Cindy Kay Olson is the woman seen in the Enron documentary agreeing with former CEO Jeff Skilling that employees should buy more Enron stock. But she has an issue with the way that comment was edited in the film.
"They take out the part where everybody in the room was laughing, because it was not a serious answer."
Olson says she wrote The Whole Truth, So Help Me God: An Enlightened Testimony from Inside Enron's Executive Office because all the other Enron books and movies didn't get it entirely right, including impressions of Ken Lay.
"They brought out the negative most of the time, but they didn't bring in the positive. And Ken always said he wanted Enron to be a company that people could use their God-given talents to do more than they ever imagined they could do. And I think that they realized while at Enron, they had more talent than they even thought they did."
Olson says there were good things about the "Enron culture" that employees carried with them to their next jobs. When she testified at the Enron trial, she says she didn't get to speak about the good side of Enron.
"Every time I tried to say something positive, they cut me off. So, yeah, it was terrifying. And the first I testified in front of the Senate, I though, you know, they really want to know the truth. But by the time I testified in Ken Lay and Jeff Skilling's trial, it was a joke. They didn't really want to know the truth."

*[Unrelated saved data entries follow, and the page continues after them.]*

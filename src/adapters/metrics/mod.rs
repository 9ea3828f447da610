//! Metrics and Monitoring Adapters
//!
//! Prometheus metrics export and health check endpoints (/live, /ready)
//! for the acquisition daemon, via axum 0.7.

pub mod health;
pub mod prometheus;

pub use health::{HealthServer, HealthState};
pub use prometheus::MetricsRegistry;
//! Probability Annotator
//!
//! Runs the classifier once over the whole candidate batch and writes
//! the positive-class probability into each candidate. Either every
//! candidate is annotated or the call fails; there is no partial result.

use tracing::{debug, instrument};

use crate::domain::bet::{BetCandidate, FeatureVector};
use crate::domain::error::{EngineError, EngineResult};
use crate::ports::model::ProbabilityModel;

/// Attach model probabilities to `candidates`.
#[instrument(skip_all, fields(candidates = candidates.len(), model = model.name()))]
pub fn annotate(
  mut candidates: Vec<BetCandidate>,
  model: &dyn ProbabilityModel,
) -> EngineResult<Vec<BetCandidate>> {
  if candidates.is_empty() {
    return Ok(candidates);
  }

  let rows: Vec<FeatureVector> = candidates.iter().map(BetCandidate::features).collect();
  let probabilities = model
    .predict_proba(&rows)
    .map_err(|e| EngineError::Prediction(format!("{e:#}")))?;

  if probabilities.len() != rows.len() {
    return Err(EngineError::Prediction(format!(
      "model returned {} probabilities for {} rows",
      probabilities.len(),
      rows.len()
    )));
  }
  if let Some((i, p)) = probabilities
    .iter()
    .enumerate()
    .find(|(_, p)| !(0.0..=1.0).contains(*p))
  {
    return Err(EngineError::Prediction(format!(
      "probability {p} for row {i} is outside [0, 1]"
    )));
  }

  for (candidate, p) in candidates.iter_mut().zip(probabilities) {
    candidate.predicted_probability = p;
  }

  debug!("Candidates annotated");
  Ok(candidates)
}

Olson empathizes with the 4,500 people who lost their jobs, and with the families of those affected by today's headlines from Lehman Brothers, for example. But there's still fallout from Enron's collapse.
"We seen Linda Lay quite frequently and she's still dealing, of course, with many of the lawsuits, and I have friends that are serving prison time. So even though it was seven years ago, it's just, you know, continued. So it doesn't seem that long ago."
Ed Mayberry, KUHF Houston Public Radio News.